| GIVEN DATA |

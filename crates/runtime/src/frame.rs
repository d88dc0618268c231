/// Opaque handle for a requested frame callback.
#[derive(Debug, Copy, Clone, PartialEq, Eq, Hash, PartialOrd, Ord)]
pub struct FrameHandle(pub u64);

/// Host animation-frame source.
///
/// Mirrors the browser's request/cancel pair: a requested frame fires once,
/// unless it is cancelled first. Hosts call back into the owner of the handle
/// when the frame fires.
pub trait FrameScheduler {
    fn request_frame(&mut self) -> FrameHandle;
    fn cancel_frame(&mut self, handle: FrameHandle);
}

/// Deterministic frame source driven by the caller.
///
/// Nothing fires on its own; [`ManualFrames::advance`] releases every frame
/// requested (and not cancelled) since the previous advance, in request order.
#[derive(Debug, Default)]
pub struct ManualFrames {
    next_id: u64,
    frame_index: u64,
    pending: Vec<FrameHandle>,
}

impl ManualFrames {
    pub fn new() -> Self {
        Self::default()
    }

    /// Number of frames released so far.
    pub fn frame_index(&self) -> u64 {
        self.frame_index
    }

    pub fn pending(&self) -> &[FrameHandle] {
        &self.pending
    }

    pub fn advance(&mut self) -> Vec<FrameHandle> {
        self.frame_index += 1;
        std::mem::take(&mut self.pending)
    }
}

impl FrameScheduler for ManualFrames {
    fn request_frame(&mut self) -> FrameHandle {
        let handle = FrameHandle(self.next_id);
        self.next_id = self.next_id.wrapping_add(1);
        self.pending.push(handle);
        handle
    }

    fn cancel_frame(&mut self, handle: FrameHandle) {
        self.pending.retain(|h| *h != handle);
    }
}

#[cfg(test)]
mod tests {
    use super::{FrameScheduler, ManualFrames};

    #[test]
    fn advance_releases_requests_in_order() {
        let mut frames = ManualFrames::new();
        let a = frames.request_frame();
        let b = frames.request_frame();
        assert_eq!(frames.advance(), vec![a, b]);
        assert!(frames.pending().is_empty());
        assert_eq!(frames.frame_index(), 1);
    }

    #[test]
    fn cancelled_frames_never_fire() {
        let mut frames = ManualFrames::new();
        let a = frames.request_frame();
        let b = frames.request_frame();
        frames.cancel_frame(a);
        assert_eq!(frames.advance(), vec![b]);
    }

    #[test]
    fn handles_are_unique() {
        let mut frames = ManualFrames::new();
        let a = frames.request_frame();
        frames.advance();
        let b = frames.request_frame();
        assert_ne!(a, b);
    }
}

| WORK REQUEST |
Give the complete listing again, exactly as it appears above.

| REPLY |
filename crates/runtime/src/frame.rs
repository d88dc0618268c231
/// Opaque handle for a requested frame callback.
#[derive(Debug, Copy, Clone, PartialEq, Eq, Hash, PartialOrd, Ord)]
pub struct FrameHandle(pub u64);

/// Host animation-frame source.
///
/// Mirrors the browser's request/cancel pair: a requested frame fires once,
/// unless it is cancelled first. Hosts call back into the owner of the handle
/// when the frame fires.
pub trait FrameScheduler {
    fn request_frame(&mut self) -> FrameHandle;
    fn cancel_frame(&mut self, handle: FrameHandle);
}

/// Deterministic frame source driven by the caller.
///
/// Nothing fires on its own; [`ManualFrames::advance`] releases every frame
/// requested (and not cancelled) since the previous advance, in request order.
#[derive(Debug, Default)]
pub struct ManualFrames {
    next_id: u64,
    frame_index: u64,
    pending: Vec<FrameHandle>,
}

impl ManualFrames {
    pub fn new() -> Self {
        Self::default()
    }

    /// Number of frames released so far.
    pub fn frame_index(&self) -> u64 {
        self.frame_index
    }

    pub fn pending(&self) -> &[FrameHandle] {
        &self.pending
    }

    pub fn advance(&mut self) -> Vec<FrameHandle> {
        self.frame_index += 1;
        std::mem::take(&mut self.pending)
    }
}

impl FrameScheduler for ManualFrames {
    fn request_frame(&mut self) -> FrameHandle {
        let handle = FrameHandle(self.next_id);
        self.next_id = self.next_id.wrapping_add(1);
        self.pending.push(handle);
        handle
    }

    fn cancel_frame(&mut self, handle: FrameHandle) {
        self.pending.retain(|h| *h != handle);
    }
}

#[cfg(test)]
mod tests {
    use super::{FrameScheduler, ManualFrames};

    #[test]
    fn advance_releases_requests_in_order() {
        let mut frames = ManualFrames::new();
        let a = frames.request_frame();
        let b = frames.request_frame();
        assert_eq!(frames.advance(), vec![a, b]);
        assert!(frames.pending().is_empty());
        assert_eq!(frames.frame_index(), 1);
    }

    #[test]
    fn cancelled_frames_never_fire() {
        let mut frames = ManualFrames::new();
        let a = frames.request_frame();
        let b = frames.request_frame();
        frames.cancel_frame(a);
        assert_eq!(frames.advance(), vec![b]);
    }

    #[test]
    fn handles_are_unique() {
        let mut frames = ManualFrames::new();
        let a = frames.request_frame();
        frames.advance();
        let b = frames.request_frame();
        assert_ne!(a, b);
    }
}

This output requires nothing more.